Hershey (HSY) Dividend Report

Key Takeaways

📈 Hershey offers a 3.21% dividend yield, well above its 5-year average, with consistent dividend growth supported by a 67.4% payout ratio and strong free cash flow coverage.

💵 Operating cash flow remains solid at $2.36 billion TTM, with free cash flow at $1.82 billion, providing a reliable foundation for dividend payments and ongoing investments.

📊 Analyst sentiment has turned cautious, with a consensus “Reduce” rating and a 12-month price target of $161.40, driven by concerns over cocoa costs and margin pressures.

Last Updated 5/11/25

Hershey (HSY) is a long-standing leader in the consumer staples space, known for its strong brand portfolio, consistent dividend history, and disciplined capital management. The company generates robust cash flow from its core confectionery business while expanding its footprint in the salty snacks and international segments. Despite recent pressure from rising input costs, especially cocoa, and a dip in North American volumes, Hershey continues to deliver healthy margins and maintains strong institutional support.

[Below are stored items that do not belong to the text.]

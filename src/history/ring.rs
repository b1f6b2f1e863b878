use std::collections::BTreeMap;

use glam::UVec2;

use crate::backend::{GraphicsBackend, TextureHandle};
use crate::error::{PostFxError, PostFxResult};
use crate::history::{HistoryBufferDesc, HistoryId};

/// What the allocator of a history entry gets to see.
pub struct HistoryAllocContext<'a> {
    pub id: HistoryId,
    /// Reference size the slot is allocated for.
    pub reference_size: UVec2,
    pub backend: &'a mut dyn GraphicsBackend,
}

/// Caller-supplied slot allocator, invoked once per slot index.
pub type HistoryFactory =
    Box<dyn FnMut(&mut HistoryAllocContext<'_>, usize) -> PostFxResult<TextureHandle> + Send>;

enum HistoryAllocator {
    Desc(HistoryBufferDesc),
    Factory(HistoryFactory),
}

impl HistoryAllocator {
    fn allocate(
        &mut self,
        ctx: &mut HistoryAllocContext<'_>,
        slot: usize,
    ) -> PostFxResult<TextureHandle> {
        match self {
            HistoryAllocator::Desc(desc) => {
                let texture = desc.texture_descriptor(ctx.reference_size, slot);
                Ok(ctx.backend.create_texture(&texture)?)
            }
            HistoryAllocator::Factory(factory) => factory(ctx, slot),
        }
    }

    /// Whether slots allocated at `allocated` are too small for `reference`.
    fn needs_growth(&self, allocated: UVec2, reference: UVec2) -> bool {
        match self {
            HistoryAllocator::Desc(desc) => {
                desc.fixed_size.is_none() && reference.cmpgt(allocated).any()
            }
            HistoryAllocator::Factory(_) => reference.cmpgt(allocated).any(),
        }
    }
}

struct HistoryEntry {
    slots: Vec<TextureHandle>,
    allocator: HistoryAllocator,
    generation: u64,
    allocated_for: UVec2,
    /// Swap count of the frame that last wrote the current slot.
    written_at: Option<u64>,
}

impl HistoryEntry {
    fn index(&self, frames_ago: usize) -> usize {
        let count = self.slots.len();
        let current = (self.generation % count as u64) as usize;
        (current + count - frames_ago) % count
    }

    fn release(&mut self, backend: &mut dyn GraphicsBackend) {
        for slot in self.slots.drain(..) {
            backend.destroy_texture(slot);
        }
    }
}

/// Result of [`HistoryBufferRing::swap`].
#[derive(Debug, Clone, Copy, PartialEq, Eq)]
pub enum SwapOutcome {
    /// Every ring advanced by one slot.
    Advanced,
    /// The reference size grew past the tracked maximum; undersized rings
    /// were reallocated in place and hold no valid history.
    Grown,
    /// The reference size shrank below the tracked maximum; every ring was
    /// released.
    Reset,
}

impl SwapOutcome {
    /// Whether consumers must treat their history as invalid this frame.
    pub fn invalidates_history(&self) -> bool {
        !matches!(self, SwapOutcome::Advanced)
    }
}

/// Keyed registry of N-deep texture rings sharing one frame clock.
///
/// Slot `frames_ago` of an entry resolves to
/// `slots[(generation - frames_ago) mod N]`, where the generation advances
/// once per [`swap`](Self::swap).
#[derive(Default)]
pub struct HistoryBufferRing {
    entries: BTreeMap<HistoryId, HistoryEntry>,
    reference_size: UVec2,
    max_reference_size: UVec2,
    swap_count: u64,
}

impl HistoryBufferRing {
    pub fn new() -> Self {
        Self::default()
    }

    /// Size passed to the last swap.
    pub fn reference_size(&self) -> UVec2 {
        self.reference_size
    }

    /// Largest size serviced since the last reset.
    pub fn max_reference_size(&self) -> UVec2 {
        self.max_reference_size
    }

    pub fn swap_count(&self) -> u64 {
        self.swap_count
    }

    pub fn is_allocated(&self, id: HistoryId) -> bool {
        self.entries.contains_key(&id)
    }

    /// Number of slots held for `id`.
    pub fn buffer_count(&self, id: HistoryId) -> Option<usize> {
        self.entries.get(&id).map(|entry| entry.slots.len())
    }

    /// Every slot of `id`, in slot order.
    pub fn slots(&self, id: HistoryId) -> Option<&[TextureHandle]> {
        self.entries.get(&id).map(|entry| entry.slots.as_slice())
    }

    pub fn ids(&self) -> impl Iterator<Item = HistoryId> + '_ {
        self.entries.keys().copied()
    }

    /// Allocate `buffer_count` slots for `id` from a descriptor.
    ///
    /// Requesting an existing id with an equal descriptor is a no-op. A
    /// changed descriptor releases and reallocates the ring.
    pub fn allocate_buffer(
        &mut self,
        backend: &mut dyn GraphicsBackend,
        id: HistoryId,
        desc: &HistoryBufferDesc,
        buffer_count: usize,
    ) -> PostFxResult<()> {
        if let Some(entry) = self.entries.get(&id) {
            let same_desc =
                matches!(&entry.allocator, HistoryAllocator::Desc(current) if current == desc);
            if entry.slots.len() == buffer_count {
                if same_desc {
                    return Ok(());
                }
                log::debug!("History {id:?}: allocation parameters changed, reallocating");
                self.release_buffer(backend, id);
            }
        }
        self.allocate_entry(backend, id, HistoryAllocator::Desc(desc.clone()), buffer_count)
    }

    /// Allocate `buffer_count` slots for `id` through a custom factory.
    ///
    /// The factory is kept and re-run when the reference size grows. An
    /// existing entry with the same count is left untouched.
    pub fn allocate_buffer_with<F>(
        &mut self,
        backend: &mut dyn GraphicsBackend,
        id: HistoryId,
        buffer_count: usize,
        factory: F,
    ) -> PostFxResult<()>
    where
        F: FnMut(&mut HistoryAllocContext<'_>, usize) -> PostFxResult<TextureHandle> + Send + 'static,
    {
        if let Some(entry) = self.entries.get(&id) {
            if entry.slots.len() == buffer_count {
                return Ok(());
            }
        }
        self.allocate_entry(backend, id, HistoryAllocator::Factory(Box::new(factory)), buffer_count)
    }

    fn allocate_entry(
        &mut self,
        backend: &mut dyn GraphicsBackend,
        id: HistoryId,
        mut allocator: HistoryAllocator,
        buffer_count: usize,
    ) -> PostFxResult<()> {
        if buffer_count == 0 {
            log::debug!("History {id:?}: ignoring allocation of zero buffers");
            return Ok(());
        }

        if let Some(existing) = self.entries.get(&id) {
            if existing.slots.len() != buffer_count {
                log::error!(
                    "History {id:?}: requested {buffer_count} buffers but {} are allocated; release the buffer before changing its shape",
                    existing.slots.len()
                );
                debug_assert!(
                    false,
                    "history {id:?} reallocated with a different buffer count"
                );
            }
            self.release_buffer(backend, id);
        }

        let reference_size = self.reference_size;
        let slots = allocate_slots(backend, id, &mut allocator, reference_size, buffer_count)?;
        log::debug!(
            "History {id:?}: allocated {buffer_count} buffers at {}x{}",
            reference_size.x,
            reference_size.y
        );
        self.entries.insert(
            id,
            HistoryEntry {
                slots,
                allocator,
                generation: 0,
                allocated_for: reference_size,
                written_at: None,
            },
        );
        Ok(())
    }

    /// Handle `frames_ago` swaps behind the current write slot.
    pub fn get_slot(&self, id: HistoryId, frames_ago: usize) -> PostFxResult<TextureHandle> {
        let entry = self
            .entries
            .get(&id)
            .ok_or(PostFxError::HistoryNotAllocated(id))?;
        if frames_ago >= entry.slots.len() {
            return Err(PostFxError::FramesAgoOutOfRange {
                id,
                frames_ago,
                buffer_count: entry.slots.len(),
            });
        }
        Ok(entry.slots[entry.index(frames_ago)])
    }

    /// Slot written this frame.
    pub fn current(&self, id: HistoryId) -> PostFxResult<TextureHandle> {
        self.get_slot(id, 0)
    }

    /// Slot written last frame. Same as [`current`](Self::current) for
    /// single-slot entries.
    pub fn previous(&self, id: HistoryId) -> PostFxResult<TextureHandle> {
        match self.buffer_count(id) {
            Some(1) => self.get_slot(id, 0),
            _ => self.get_slot(id, 1),
        }
    }

    /// Record that the current slot of `id` was written this frame.
    pub fn mark_written(&mut self, id: HistoryId) -> PostFxResult<()> {
        let swap_count = self.swap_count;
        let entry = self
            .entries
            .get_mut(&id)
            .ok_or(PostFxError::HistoryNotAllocated(id))?;
        entry.written_at = Some(swap_count);
        Ok(())
    }

    /// Whether [`previous`](Self::previous) holds data written last frame.
    ///
    /// False for fresh or regrown entries and after a frame without a write.
    pub fn previous_is_valid(&self, id: HistoryId) -> bool {
        self.entries
            .get(&id)
            .and_then(|entry| entry.written_at)
            .is_some_and(|written_at| written_at.wrapping_add(1) == self.swap_count)
    }

    /// Advance the ring clock for a new frame rendered at `width`x`height`.
    ///
    /// Shrinking below the tracked maximum in either dimension releases every
    /// entry. Growing past it reallocates undersized entries with their stored
    /// allocators.
    pub fn swap(&mut self, backend: &mut dyn GraphicsBackend, width: u32, height: u32) -> SwapOutcome {
        let size = UVec2::new(width, height);
        self.reference_size = size;
        self.swap_count += 1;

        if size.cmplt(self.max_reference_size).any() {
            log::debug!(
                "History reset: {}x{} is smaller than {}x{}",
                size.x,
                size.y,
                self.max_reference_size.x,
                self.max_reference_size.y
            );
            self.release_all(backend);
            self.max_reference_size = size;
            return SwapOutcome::Reset;
        }

        let grew = size.cmpgt(self.max_reference_size).any();
        self.max_reference_size = self.max_reference_size.max(size);

        let mut outcome = SwapOutcome::Advanced;
        if grew {
            let mut dropped = Vec::new();
            for (&id, entry) in self.entries.iter_mut() {
                if !entry.allocator.needs_growth(entry.allocated_for, size) {
                    continue;
                }
                let count = entry.slots.len();
                entry.release(backend);
                match allocate_slots(backend, id, &mut entry.allocator, size, count) {
                    Ok(slots) => {
                        entry.slots = slots;
                        entry.allocated_for = size;
                        entry.written_at = None;
                        outcome = SwapOutcome::Grown;
                    }
                    Err(err) => {
                        log::warn!("History {id:?}: reallocation at {}x{} failed: {err}", size.x, size.y);
                        dropped.push(id);
                    }
                }
            }
            for id in dropped {
                self.entries.remove(&id);
                outcome = SwapOutcome::Grown;
            }
        }

        for entry in self.entries.values_mut() {
            entry.generation = entry.generation.wrapping_add(1);
        }
        outcome
    }

    /// Free and forget every slot of `id`. Returns whether it was allocated.
    pub fn release_buffer(&mut self, backend: &mut dyn GraphicsBackend, id: HistoryId) -> bool {
        match self.entries.remove(&id) {
            Some(mut entry) => {
                entry.release(backend);
                log::debug!("History {id:?}: released");
                true
            }
            None => false,
        }
    }

    /// Free every tracked entry.
    pub fn release_all(&mut self, backend: &mut dyn GraphicsBackend) {
        for entry in self.entries.values_mut() {
            entry.release(backend);
        }
        self.entries.clear();
    }

    /// Release everything and forget the tracked sizes.
    pub fn dispose(&mut self, backend: &mut dyn GraphicsBackend) {
        self.release_all(backend);
        self.reference_size = UVec2::ZERO;
        self.max_reference_size = UVec2::ZERO;
    }
}

impl std::fmt::Debug for HistoryBufferRing {
    fn fmt(&self, f: &mut std::fmt::Formatter<'_>) -> std::fmt::Result {
        f.debug_struct("HistoryBufferRing")
            .field("ids", &self.entries.keys().collect::<Vec<_>>())
            .field("reference_size", &self.reference_size)
            .field("max_reference_size", &self.max_reference_size)
            .field("swap_count", &self.swap_count)
            .finish()
    }
}

fn allocate_slots(
    backend: &mut dyn GraphicsBackend,
    id: HistoryId,
    allocator: &mut HistoryAllocator,
    reference_size: UVec2,
    buffer_count: usize,
) -> PostFxResult<Vec<TextureHandle>> {
    let mut slots = Vec::with_capacity(buffer_count);
    for slot in 0..buffer_count {
        let mut ctx = HistoryAllocContext {
            id,
            reference_size,
            backend: &mut *backend,
        };
        match allocator.allocate(&mut ctx, slot) {
            Ok(handle) => slots.push(handle),
            Err(err) => {
                for handle in slots {
                    backend.destroy_texture(handle);
                }
                return Err(err);
            }
        }
    }
    Ok(slots)
}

Shares have pulled back over the past year, presenting a yield of over 3%—well above its five-year average. With a forward P/E near 28 and a payout ratio just under 70%, the stock offers income stability backed by solid free cash flow. Management remains focused on productivity, global expansion, and evolving consumer preferences, even as short-term risks weigh on growth projections.

Recent Events

Hershey’s last twelve months haven’t been the smoothest. Revenue came in at $10.75 billion, but that’s down nearly 14% from the prior year. That kind of drop isn’t just a blip—it suggests consumers may be pushing back on price increases or pulling back altogether. Earnings growth also took a major step back, down more than 70% year-over-year for the most recent quarter.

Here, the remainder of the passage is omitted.